***** Material for this exercise *****

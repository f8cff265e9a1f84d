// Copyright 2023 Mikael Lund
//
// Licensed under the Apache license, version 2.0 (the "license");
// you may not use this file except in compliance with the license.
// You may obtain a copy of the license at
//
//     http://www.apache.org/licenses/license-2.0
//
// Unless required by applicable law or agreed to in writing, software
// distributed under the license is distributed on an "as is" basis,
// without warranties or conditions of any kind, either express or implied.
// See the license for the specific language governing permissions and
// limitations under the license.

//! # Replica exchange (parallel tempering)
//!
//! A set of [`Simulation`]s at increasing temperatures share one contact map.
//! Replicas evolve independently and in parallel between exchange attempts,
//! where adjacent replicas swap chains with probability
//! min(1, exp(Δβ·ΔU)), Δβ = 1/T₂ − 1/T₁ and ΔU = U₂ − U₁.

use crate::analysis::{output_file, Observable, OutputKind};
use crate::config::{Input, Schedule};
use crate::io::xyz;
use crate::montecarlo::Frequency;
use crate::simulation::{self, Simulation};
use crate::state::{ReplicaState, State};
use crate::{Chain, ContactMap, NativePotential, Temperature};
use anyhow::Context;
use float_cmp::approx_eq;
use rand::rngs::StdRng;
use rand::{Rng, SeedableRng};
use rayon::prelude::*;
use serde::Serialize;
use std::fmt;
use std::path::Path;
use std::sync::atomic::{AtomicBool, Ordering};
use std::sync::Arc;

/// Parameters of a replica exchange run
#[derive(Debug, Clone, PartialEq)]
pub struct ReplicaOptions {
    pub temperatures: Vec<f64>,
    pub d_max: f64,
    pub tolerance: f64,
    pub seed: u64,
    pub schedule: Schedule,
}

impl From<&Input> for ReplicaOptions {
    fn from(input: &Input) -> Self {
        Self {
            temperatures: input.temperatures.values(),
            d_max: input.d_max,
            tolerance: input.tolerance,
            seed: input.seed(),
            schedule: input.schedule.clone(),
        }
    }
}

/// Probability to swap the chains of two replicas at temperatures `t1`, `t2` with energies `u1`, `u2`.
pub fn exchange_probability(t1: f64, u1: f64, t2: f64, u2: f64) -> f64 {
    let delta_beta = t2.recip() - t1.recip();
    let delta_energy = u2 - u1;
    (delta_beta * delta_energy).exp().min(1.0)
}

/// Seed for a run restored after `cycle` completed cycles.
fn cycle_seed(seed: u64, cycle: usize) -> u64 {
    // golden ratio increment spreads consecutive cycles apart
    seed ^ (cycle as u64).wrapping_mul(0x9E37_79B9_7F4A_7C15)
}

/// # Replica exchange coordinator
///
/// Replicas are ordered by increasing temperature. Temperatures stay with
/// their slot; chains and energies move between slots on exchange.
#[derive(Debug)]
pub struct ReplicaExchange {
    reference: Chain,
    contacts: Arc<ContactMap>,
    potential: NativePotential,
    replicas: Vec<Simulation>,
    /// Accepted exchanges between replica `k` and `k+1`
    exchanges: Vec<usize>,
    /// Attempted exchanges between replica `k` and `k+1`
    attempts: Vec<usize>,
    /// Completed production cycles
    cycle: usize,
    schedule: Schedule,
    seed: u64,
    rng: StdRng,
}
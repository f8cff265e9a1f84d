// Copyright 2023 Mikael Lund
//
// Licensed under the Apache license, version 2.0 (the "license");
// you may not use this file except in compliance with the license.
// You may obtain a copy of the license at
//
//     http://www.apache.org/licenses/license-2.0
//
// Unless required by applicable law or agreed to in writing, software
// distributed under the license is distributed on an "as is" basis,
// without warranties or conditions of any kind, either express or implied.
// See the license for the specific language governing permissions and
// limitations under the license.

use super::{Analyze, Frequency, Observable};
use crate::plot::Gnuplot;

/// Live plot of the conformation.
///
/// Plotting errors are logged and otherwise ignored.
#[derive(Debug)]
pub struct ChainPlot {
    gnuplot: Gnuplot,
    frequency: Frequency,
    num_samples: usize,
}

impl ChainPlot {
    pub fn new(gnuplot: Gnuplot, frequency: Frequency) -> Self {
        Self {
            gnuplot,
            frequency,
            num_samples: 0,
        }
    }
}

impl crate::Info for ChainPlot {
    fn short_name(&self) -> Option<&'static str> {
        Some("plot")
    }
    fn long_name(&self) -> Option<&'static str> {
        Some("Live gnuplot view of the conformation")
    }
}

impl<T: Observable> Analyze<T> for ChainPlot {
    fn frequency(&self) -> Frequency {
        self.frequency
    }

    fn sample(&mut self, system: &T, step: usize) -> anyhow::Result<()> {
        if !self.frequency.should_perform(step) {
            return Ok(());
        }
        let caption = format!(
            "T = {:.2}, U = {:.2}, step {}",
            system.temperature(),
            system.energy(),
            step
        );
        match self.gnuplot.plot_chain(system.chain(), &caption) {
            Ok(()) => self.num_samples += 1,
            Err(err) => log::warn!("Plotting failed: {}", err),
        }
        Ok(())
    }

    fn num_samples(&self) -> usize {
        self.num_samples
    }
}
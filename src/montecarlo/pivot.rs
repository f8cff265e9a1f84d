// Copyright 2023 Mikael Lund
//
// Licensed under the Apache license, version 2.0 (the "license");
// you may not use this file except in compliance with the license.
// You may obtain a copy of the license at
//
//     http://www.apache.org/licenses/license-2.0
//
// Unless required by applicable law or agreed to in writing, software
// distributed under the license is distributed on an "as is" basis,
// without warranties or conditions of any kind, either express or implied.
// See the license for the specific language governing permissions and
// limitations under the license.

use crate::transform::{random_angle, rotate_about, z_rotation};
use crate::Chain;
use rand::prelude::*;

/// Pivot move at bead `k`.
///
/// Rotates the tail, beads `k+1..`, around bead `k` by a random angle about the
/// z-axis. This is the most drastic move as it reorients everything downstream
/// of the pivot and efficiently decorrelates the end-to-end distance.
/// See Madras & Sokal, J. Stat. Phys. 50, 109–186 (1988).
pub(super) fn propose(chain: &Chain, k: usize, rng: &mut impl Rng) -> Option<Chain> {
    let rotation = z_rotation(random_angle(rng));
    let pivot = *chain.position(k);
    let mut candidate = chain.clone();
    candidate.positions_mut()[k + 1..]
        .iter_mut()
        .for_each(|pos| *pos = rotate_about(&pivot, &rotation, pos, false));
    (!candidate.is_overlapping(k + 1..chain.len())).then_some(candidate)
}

*****

*What the exercise asks*. Write down all of the records again, word for word.

*The answer*.
repository f8cff265e9a1f84d
// Copyright 2023 Mikael Lund
//
// Licensed under the Apache license, version 2.0 (the "license");
// you may not use this file except in compliance with the license.
// You may obtain a copy of the license at
//
//     http://www.apache.org/licenses/license-2.0
//
// Unless required by applicable law or agreed to in writing, software
// distributed under the license is distributed on an "as is" basis,
// without warranties or conditions of any kind, either express or implied.
// See the license for the specific language governing permissions and
// limitations under the license.

//! # Replica exchange (parallel tempering)
//!
//! A set of [`Simulation`]s at increasing temperatures share one contact map.
//! Replicas evolve independently and in parallel between exchange attempts,
//! where adjacent replicas swap chains with probability
//! min(1, exp(Δβ·ΔU)), Δβ = 1/T₂ − 1/T₁ and ΔU = U₂ − U₁.

use crate::analysis::{output_file, Observable, OutputKind};
use crate::config::{Input, Schedule};
use crate::io::xyz;
use crate::montecarlo::Frequency;
use crate::simulation::{self, Simulation};
use crate::state::{ReplicaState, State};
use crate::{Chain, ContactMap, NativePotential, Temperature};
use anyhow::Context;
use float_cmp::approx_eq;
use rand::rngs::StdRng;
use rand::{Rng, SeedableRng};
use rayon::prelude::*;
use serde::Serialize;
use std::fmt;
use std::path::Path;
use std::sync::atomic::{AtomicBool, Ordering};
use std::sync::Arc;

/// Parameters of a replica exchange run
#[derive(Debug, Clone, PartialEq)]
pub struct ReplicaOptions {
    pub temperatures: Vec<f64>,
    pub d_max: f64,
    pub tolerance: f64,
    pub seed: u64,
    pub schedule: Schedule,
}

impl From<&Input> for ReplicaOptions {
    fn from(input: &Input) -> Self {
        Self {
            temperatures: input.temperatures.values(),
            d_max: input.d_max,
            tolerance: input.tolerance,
            seed: input.seed(),
            schedule: input.schedule.clone(),
        }
    }
}

/// Probability to swap the chains of two replicas at temperatures `t1`, `t2` with energies `u1`, `u2`.
pub fn exchange_probability(t1: f64, u1: f64, t2: f64, u2: f64) -> f64 {
    let delta_beta = t2.recip() - t1.recip();
    let delta_energy = u2 - u1;
    (delta_beta * delta_energy).exp().min(1.0)
}

/// Seed for a run restored after `cycle` completed cycles.
fn cycle_seed(seed: u64, cycle: usize) -> u64 {
    // golden ratio increment spreads consecutive cycles apart
    seed ^ (cycle as u64).wrapping_mul(0x9E37_79B9_7F4A_7C15)
}

/// # Replica exchange coordinator
///
/// Replicas are ordered by increasing temperature. Temperatures stay with
/// their slot; chains and energies move between slots on exchange.
#[derive(Debug)]
pub struct ReplicaExchange {
    reference: Chain,
    contacts: Arc<ContactMap>,
    potential: NativePotential,
    replicas: Vec<Simulation>,
    /// Accepted exchanges between replica `k` and `k+1`
    exchanges: Vec<usize>,
    /// Attempted exchanges between replica `k` and `k+1`
    attempts: Vec<usize>,
    /// Completed production cycles
    cycle: usize,
    schedule: Schedule,
    seed: u64,
    rng: StdRng,
}
repository f8cff265e9a1f84d
// Copyright 2023 Mikael Lund
//
// Licensed under the Apache license, version 2.0 (the "license");
// you may not use this file except in compliance with the license.
// You may obtain a copy of the license at
//
//     http://www.apache.org/licenses/license-2.0
//
// Unless required by applicable law or agreed to in writing, software
// distributed under the license is distributed on an "as is" basis,
// without warranties or conditions of any kind, either express or implied.
// See the license for the specific language governing permissions and
// limitations under the license.

use super::{Analyze, Frequency, Observable};
use crate::plot::Gnuplot;

/// Live plot of the conformation.
///
/// Plotting errors are logged and otherwise ignored.
#[derive(Debug)]
pub struct ChainPlot {
    gnuplot: Gnuplot,
    frequency: Frequency,
    num_samples: usize,
}

impl ChainPlot {
    pub fn new(gnuplot: Gnuplot, frequency: Frequency) -> Self {
        Self {
            gnuplot,
            frequency,
            num_samples: 0,
        }
    }
}

impl crate::Info for ChainPlot {
    fn short_name(&self) -> Option<&'static str> {
        Some("plot")
    }
    fn long_name(&self) -> Option<&'static str> {
        Some("Live gnuplot view of the conformation")
    }
}

impl<T: Observable> Analyze<T> for ChainPlot {
    fn frequency(&self) -> Frequency {
        self.frequency
    }

    fn sample(&mut self, system: &T, step: usize) -> anyhow::Result<()> {
        if !self.frequency.should_perform(step) {
            return Ok(());
        }
        let caption = format!(
            "T = {:.2}, U = {:.2}, step {}",
            system.temperature(),
            system.energy(),
            step
        );
        match self.gnuplot.plot_chain(system.chain(), &caption) {
            Ok(()) => self.num_samples += 1,
            Err(err) => log::warn!("Plotting failed: {}", err),
        }
        Ok(())
    }

    fn num_samples(&self) -> usize {
        self.num_samples
    }
}
filename src/montecarlo/pivot.rs
repository f8cff265e9a1f84d
// Copyright 2023 Mikael Lund
//
// Licensed under the Apache license, version 2.0 (the "license");
// you may not use this file except in compliance with the license.
// You may obtain a copy of the license at
//
//     http://www.apache.org/licenses/license-2.0
//
// Unless required by applicable law or agreed to in writing, software
// distributed under the license is distributed on an "as is" basis,
// without warranties or conditions of any kind, either express or implied.
// See the license for the specific language governing permissions and
// limitations under the license.

use crate::transform::{random_angle, rotate_about, z_rotation};
use crate::Chain;
use rand::prelude::*;

/// Pivot move at bead `k`.
///
/// Rotates the tail, beads `k+1..`, around bead `k` by a random angle about the
/// z-axis. This is the most drastic move as it reorients everything downstream
/// of the pivot and efficiently decorrelates the end-to-end distance.
/// See Madras & Sokal, J. Stat. Phys. 50, 109–186 (1988).
pub(super) fn propose(chain: &Chain, k: usize, rng: &mut impl Rng) -> Option<Chain> {
    let rotation = z_rotation(random_angle(rng));
    let pivot = *chain.position(k);
    let mut candidate = chain.clone();
    candidate.positions_mut()[k + 1..]
        .iter_mut()
        .for_each(|pos| *pos = rotate_about(&pivot, &rotation, pos, false));
    (!candidate.is_overlapping(k + 1..chain.len())).then_some(candidate)
}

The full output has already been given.